Target-Based Resistance in Pseudomonas aeruginosa and Escherichia coli to NBTI 5463, a Novel Bacterial Type II Topoisomerase Inhibitor.

In a previous report (1), a novel bacterial type II topoisomerase inhibitor NBTI 5463 with activity against Gram negative pathogens was described. First-step resistance mutants in Pseudomonas aeruginosa arose exclusively in the nfxB gene, a regulator of the MexCD-OprJ efflux pump system. The present report describes further resistance studies with NBTI 5463 in both Pseudomonas aeruginosa and Escherichia coli. Second-step mutations in P. aeruginosa arose at aspartate 82 of the gyrase A subunit, and led to 4-8 fold increases in the MIC over those seen in the parental strain with a first step nfxB efflux mutation.

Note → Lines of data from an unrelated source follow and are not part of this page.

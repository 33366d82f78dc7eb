use super::context::Context;
use super::failure::Failure;
use super::handler::{HandlerFunc, HandlerResult};

use std::panic::{self, AssertUnwindSafe};
use std::sync::Arc;

/// Middleware turning failures and panics of the handlers after it into an
/// error response, the status text as a plain body unless something was
/// already written. Register it before everything it should protect.
pub fn recovery() -> HandlerFunc {
    Arc::new(recover)
}

fn recover(c: &mut Context) -> HandlerResult {
    let ret = match panic::catch_unwind(AssertUnwindSafe(|| c.next())) {
        Ok(ret) => ret,
        Err(payload) => Err(Failure::from_panic(payload)),
    };

    if let Err(failure) = ret {
        tracing::error!(
            method = %c.method(),
            path = c.path(),
            status = failure.status().as_u16(),
            error = %failure,
            "recovered from handler failure"
        );
        c.abort();
        if !c.writer().written() {
            let status = failure.status();
            let text = status.canonical_reason().unwrap_or("Internal Server Error");
            return c.string(status, text);
        }
    }
    Ok(())
}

A third step mutant resulted in additional GyrA changes, with no changes in topoisomerase IV. Despite repeated efforts, resistance mutations could not be selected in E. coli. Genetic introduction of the Asp82 mutations observed in P. aeruginosa did not significantly increase the MIC in E. coli. However, with the aspartate 82 mutation present, it was possible to select second-step mutations in topoisomerase IV that did lead to MIC increases of 16 and 128 fold. As with the gyrase aspartate 82 mutation, the mutations in topoisomerase IV did not by themselves raise the NBTI MIC in E. coli. Only the presence of mutations in both targets of E. coli led to an increase in NBTI MIC values. This represents a demonstration of the value of balanced dual-target activity in mitigating resistance development.